In order to obtain confidence intervals for proportions I'm trying to calculate the standard error, but I'm having difficulty working out what N should be in a case such as mine.
My data is such that each observation is the number of occurrences of a particular outcome in a number of trials. Here is a vastly simplified representation of my data:
Participant Item Condition X N
1 1 A 10 50
1 2 A 15 50
1 1 B 5 50
1 2 B 20 50
2 1 A 15 50
2 2 A 30 50
2 1 B 5 50
2 2 B 25 50
Where N is the number of trials, X is the number of a specific outcome, condition is a fixed effect variable and participant and item are two random effect variables.
To get the mean proportion for each condition, the common approach in my field would be to take the mean of each participant's mean proportion, e.g. the mean of participant 1's mean for condition A and participant 2's mean for condition A.
What I'm not sure of is what N should be when I calculate the standard error of that proportion using $\sqrt{\frac{p(1-p)}{N}}$. This isn't discussed much in the field, but what little consensus I can find suggests that N should be the number of participants (in the above case, 2), which was the level to which the data was aggregated in order to calculate the mean.

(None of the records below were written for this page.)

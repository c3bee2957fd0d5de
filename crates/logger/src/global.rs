//! Process-wide default logger
//!
//! An explicit, caller-installed singleton rather than implicit package
//! state: [`set_default`] installs a logger once, and [`default`] lazily
//! falls back to a debug-level stdout logger if nothing was installed by the
//! time of the first use.

use std::sync::{Arc, OnceLock};

use crate::logger::{Logger, StdoutSink};

static DEFAULT: OnceLock<Logger> = OnceLock::new();

/// Install the process-wide default logger
///
/// Succeeds at most once; returns the rejected logger if a default already
/// exists (including the lazy stdout fallback, if [`default`] ran first).
pub fn set_default(logger: Logger) -> Result<(), Logger> {
    DEFAULT.set(logger)
}

/// The process-wide default logger
///
/// Initializes the stdout fallback on first use when nothing was installed.
pub fn default() -> &'static Logger {
    DEFAULT.get_or_init(|| Logger::new(Arc::new(StdoutSink::new())))
}

/// Log through the default logger at debug level
#[macro_export]
macro_rules! debug {
    ($($arg:tt)*) => { $crate::default().debug(format_args!($($arg)*)) };
}

/// Log through the default logger at info level
#[macro_export]
macro_rules! info {
    ($($arg:tt)*) => { $crate::default().info(format_args!($($arg)*)) };
}

/// Log through the default logger at warn level
#[macro_export]
macro_rules! warn {
    ($($arg:tt)*) => { $crate::default().warn(format_args!($($arg)*)) };
}

/// Log through the default logger at error level
#[macro_export]
macro_rules! error {
    ($($arg:tt)*) => { $crate::default().error(format_args!($($arg)*)) };
}

/// Log through the default logger at panic level, then panic
#[macro_export]
macro_rules! panic_log {
    ($($arg:tt)*) => { $crate::default().panic(format_args!($($arg)*)) };
}

#[cfg(test)]
mod tests {
    use super::*;

    #[test]
    fn test_default_installs_once() {
        // First access wins, whether lazy or explicit
        let first = default();
        assert!(std::ptr::eq(first, default()));

        let rejected = set_default(Logger::new(Arc::new(StdoutSink::new())));
        assert!(rejected.is_err(), "second install must be rejected");
    }
}
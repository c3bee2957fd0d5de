//! Tests for the leveled logger

use std::panic::{catch_unwind, AssertUnwindSafe};
use std::sync::Arc;

use parking_lot::Mutex;
use tempfile::TempDir;

use rotolog_sink::{ByteSink, FileSink, Result, RotationConfig};

use crate::level::Level;
use crate::logger::Logger;

/// Sink that captures everything written, for asserting on output
#[derive(Default)]
struct CaptureSink {
    bytes: Mutex<Vec<u8>>,
}

impl CaptureSink {
    fn contents(&self) -> String {
        String::from_utf8(self.bytes.lock().clone()).unwrap()
    }
}

impl ByteSink for CaptureSink {
    fn write(&self, payload: &[u8]) -> Result<usize> {
        self.bytes.lock().extend_from_slice(payload);
        Ok(payload.len())
    }

    fn flush(&self) -> Result<()> {
        Ok(())
    }
}

fn capture_logger(level: Level) -> (Arc<CaptureSink>, Logger) {
    let sink = Arc::new(CaptureSink::default());
    let logger = Logger::new(Arc::clone(&sink) as Arc<dyn ByteSink>).with_level(level);
    (sink, logger)
}

#[test]
fn test_line_format() {
    let (sink, logger) = capture_logger(Level::Debug);

    logger.info(format_args!("started on port {}", 8080));

    let line = sink.contents();
    assert!(line.starts_with('['), "leads with the timestamp: {line}");
    assert!(line.contains("] [INFO] "), "level tag present: {line}");
    assert!(line.contains(file!()), "caller site present: {line}");
    assert!(line.ends_with("started on port 8080\n"), "message last: {line}");
}

#[test]
fn test_below_threshold_dropped() {
    let (sink, logger) = capture_logger(Level::Warn);

    logger.debug(format_args!("not this"));
    logger.info(format_args!("nor this"));
    logger.warn(format_args!("but this"));
    logger.error(format_args!("and this"));

    let out = sink.contents();
    assert!(!out.contains("not this"));
    assert!(!out.contains("nor this"));
    assert!(out.contains("[WARN] "));
    assert!(out.contains("[ERROR] "));
}

#[test]
fn test_none_threshold_silences_everything() {
    let (sink, logger) = capture_logger(Level::None);

    logger.error(format_args!("silence"));
    assert!(sink.contents().is_empty());
    assert!(!logger.enabled(Level::Error));
}

#[test]
fn test_without_caller() {
    let sink = Arc::new(CaptureSink::default());
    let logger = Logger::new(Arc::clone(&sink) as Arc<dyn ByteSink>).with_caller(false);

    logger.info(format_args!("bare"));
    assert!(!sink.contents().contains(file!()));
}

#[test]
fn test_panic_level_panics_with_message() {
    let (sink, logger) = capture_logger(Level::Debug);

    let result = catch_unwind(AssertUnwindSafe(|| {
        logger.panic(format_args!("unrecoverable: {}", 42));
    }));

    let payload = result.unwrap_err();
    let message = payload.downcast_ref::<String>().unwrap();
    assert_eq!(message, "unrecoverable: 42");
    assert!(sink.contents().contains("[PANIC] "));
}

#[test]
fn test_custom_time_layout() {
    let sink = Arc::new(CaptureSink::default());
    let logger = Logger::new(Arc::clone(&sink) as Arc<dyn ByteSink>)
        .with_time_layout("@%Y@")
        .with_caller(false);

    logger.info(format_args!("x"));
    let year = chrono::Local::now().format("%Y").to_string();
    assert!(sink.contents().starts_with(&format!("[@{year}@] [INFO] x")));
}

#[test]
fn test_drives_a_rotating_file_sink() {
    let dir = TempDir::new().unwrap();
    let sink = FileSink::new(
        RotationConfig::default()
            .with_root_dir(dir.path())
            .with_file_format("%Y-%m-%d.log"),
    )
    .unwrap();

    let logger = Logger::new(sink.clone() as Arc<dyn ByteSink>).with_caller(false);
    logger.info(format_args!("through the facade"));
    logger.flush();

    let path = sink.current_path().unwrap();
    let content = std::fs::read_to_string(path).unwrap();
    assert!(content.contains("[INFO] through the facade\n"));
}
//! Sink error types

use std::io;

use thiserror::Error;

/// Result type for sink operations
pub type Result<T> = std::result::Result<T, SinkError>;

/// Errors that can occur while configuring or writing to a sink
#[derive(Debug, Error)]
pub enum SinkError {
    /// Invalid static configuration, detected at construction
    #[error("invalid sink configuration: {0}")]
    Config(String),

    /// Timestamp extractor points past the end of the payload
    #[error("timestamp offset {offset} out of range for {len}-byte payload")]
    TimestampOutOfRange {
        /// Configured byte offset
        offset: usize,
        /// Actual payload length
        len: usize,
    },

    /// Embedded timestamp did not match the configured format
    #[error("failed to parse embedded timestamp from '{snippet}'")]
    TimestampParse {
        /// Leading part of the text that failed to parse
        snippet: String,
        /// Underlying chrono error
        #[source]
        source: chrono::ParseError,
    },

    /// Failed to open the current log file
    #[error("failed to open '{path}'")]
    Open {
        /// Path of the file the sink attempted to open
        path: String,
        /// Underlying IO error
        #[source]
        source: io::Error,
    },

    /// I/O error on the open file
    #[error("I/O error: {0}")]
    Io(#[from] io::Error),
}

impl SinkError {
    /// Create a configuration error
    pub fn config(msg: impl Into<String>) -> Self {
        Self::Config(msg.into())
    }
}
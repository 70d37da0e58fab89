use crate::error::{CoreError, Result};
use crate::types::PlayerColor;
use serde::{Deserialize, Serialize};

#[derive(Debug, Clone, PartialEq, Eq, Serialize, Deserialize)]
pub struct GameConfig {
    /// Players needed before a game can start
    pub min_players: usize,
    /// Log keeps `log_depth * players - 1` entries
    pub log_depth: usize,
}

impl Default for GameConfig {
    fn default() -> Self {
        Self {
            min_players: 3,
            log_depth: 4,
        }
    }
}

impl GameConfig {
    pub fn log_capacity(&self, players: usize) -> usize {
        (self.log_depth * players).saturating_sub(1)
    }

    pub fn validate(&self) -> Result<()> {
        if self.min_players < 3 {
            return Err(CoreError::config(
                "At least 3 players are needed for the exchange pattern",
            ));
        }

        if self.min_players > PlayerColor::ALL.len() {
            return Err(CoreError::config(format!(
                "Minimum players cannot exceed the {} available colors",
                PlayerColor::ALL.len()
            )));
        }

        if self.log_depth == 0 {
            return Err(CoreError::config("Log depth must be greater than 0"));
        }

        Ok(())
    }
}

#[cfg(test)]
mod tests {
    use super::*;

    #[test]
    fn test_default_is_valid() {
        let config = GameConfig::default();
        assert!(config.validate().is_ok());
        assert_eq!(config.log_capacity(3), 11);
        assert_eq!(config.log_capacity(4), 15);
    }

    #[test]
    fn test_rejects_bad_values() {
        let config = GameConfig {
            min_players: 2,
            ..GameConfig::default()
        };
        assert!(config.validate().is_err());

        let config = GameConfig {
            min_players: 5,
            ..GameConfig::default()
        };
        assert!(config.validate().is_err());

        let config = GameConfig {
            log_depth: 0,
            ..GameConfig::default()
        };
        assert!(config.validate().is_err());
    }
}
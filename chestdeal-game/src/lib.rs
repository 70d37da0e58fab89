//! Deal with the Devil - round engine
//!
//! Players pass chests around a table in four phases: give per the first
//! round of proposals, return to owners, give per the second round, return
//! again. Every scan of a chest moves the game forward by one step and tells
//! the operator where that chest goes.

pub mod engine;
pub mod error;
pub mod log;
pub mod proposal;
pub mod roster;
pub mod table;

pub use engine::{RoundEngine, RoundSnapshot};
pub use error::{GameError, Result};
pub use log::TransactionLog;
pub use proposal::{generate_proposals, shuffle_players, ProposalPool, ProposalRounds};
pub use roster::{check_roster, RosterChange, RosterManager};
pub use table::{GameStage, GameTable, TableSnapshot};

use chestdeal_core::{CodeReader, GameConfig, RosterStore};
use std::sync::Arc;

/// Open a table for the roster held by `store`
pub async fn open_table(
    store: Arc<dyn RosterStore>,
    reader: Arc<dyn CodeReader>,
    config: GameConfig,
) -> Result<GameTable> {
    config.validate()?;
    let roster = RosterManager::load(store, &config).await?;
    Ok(GameTable::new(roster, reader, config))
}

#[cfg(test)]
mod tests {
    use super::*;
    use chestdeal_core::{PlayerColor, ScriptedReader, SessionStore, SqliteRosterStore, Storage};
    use tempfile::tempdir;

    #[tokio::test]
    async fn test_roster_survives_reload_of_session() {
        let temp_dir = tempdir().unwrap();
        let storage = Arc::new(
            Storage::new(&temp_dir.path().join("chestdeal.db"))
                .await
                .unwrap(),
        );
        let session = SessionStore::new(&storage).create_session().await.unwrap();
        let reader = Arc::new(ScriptedReader::new());

        let registered = {
            let store = Arc::new(
                SqliteRosterStore::open(storage.clone(), &session.id)
                    .await
                    .unwrap(),
            );
            let table = open_table(store, reader.clone(), GameConfig::default())
                .await
                .unwrap();
            for color in [PlayerColor::Green, PlayerColor::Red, PlayerColor::Yellow] {
                table.toggle(color).await.unwrap();
            }
            table.players().await
        };

        let store = Arc::new(
            SqliteRosterStore::open(storage.clone(), &session.id)
                .await
                .unwrap(),
        );
        let table = open_table(store, reader.clone(), GameConfig::default())
            .await
            .unwrap();
        assert_eq!(table.players().await, registered);
        assert!(table.can_start().await);

        let other = SessionStore::new(&storage).create_session().await.unwrap();
        let store = Arc::new(SqliteRosterStore::open(storage, &other.id).await.unwrap());
        let table = open_table(store, reader, GameConfig::default())
            .await
            .unwrap();
        assert!(table.players().await.is_empty());
    }

    #[tokio::test]
    async fn test_invalid_config_is_rejected() {
        let config = GameConfig {
            min_players: 1,
            ..GameConfig::default()
        };
        let result = open_table(
            Arc::new(chestdeal_core::MemoryRosterStore::new()),
            Arc::new(ScriptedReader::new()),
            config,
        )
        .await;
        assert!(matches!(result, Err(GameError::Core(_))));
    }

    #[tokio::test]
    async fn test_snapshot_serializes() {
        let reader = Arc::new(ScriptedReader::new());
        let table = open_table(
            Arc::new(chestdeal_core::MemoryRosterStore::new()),
            reader.clone(),
            GameConfig::default(),
        )
        .await
        .unwrap();
        for color in [PlayerColor::Red, PlayerColor::Blue, PlayerColor::Green] {
            table.toggle(color).await.unwrap();
        }
        table.start().await.unwrap();
        reader.push_code(table.players().await[1].code.clone());
        table.scan().await.unwrap();

        let json = serde_json::to_value(table.snapshot().await).unwrap();
        assert_eq!(json["stage"], "Playing");
        assert_eq!(json["round"]["phase"], "MakeFirstProposals");
        assert_eq!(json["round"]["move_count"], 1);
        assert_eq!(json["round"]["log"][0]["from"]["color"], "BLUE");
    }
}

When I do this for any real data the confidence intervals are so large that the experienced researchers I've spoken to doubt they're accurate (the real data typically come from around 25 participants).
An alternative suggestion has been to use total number of observations that are being aggregated over (in the above case, this would be 4). This seems more plausible, and makes sense when each observation is binomial. However, I'm still a little worried about whether the number of trials that make up each observation ought to be factored in somehow. If each trial is treated as a single observation then you end up with a large N (200 in this example, 30k+ in real data) which leads to implausibly small confidence intervals.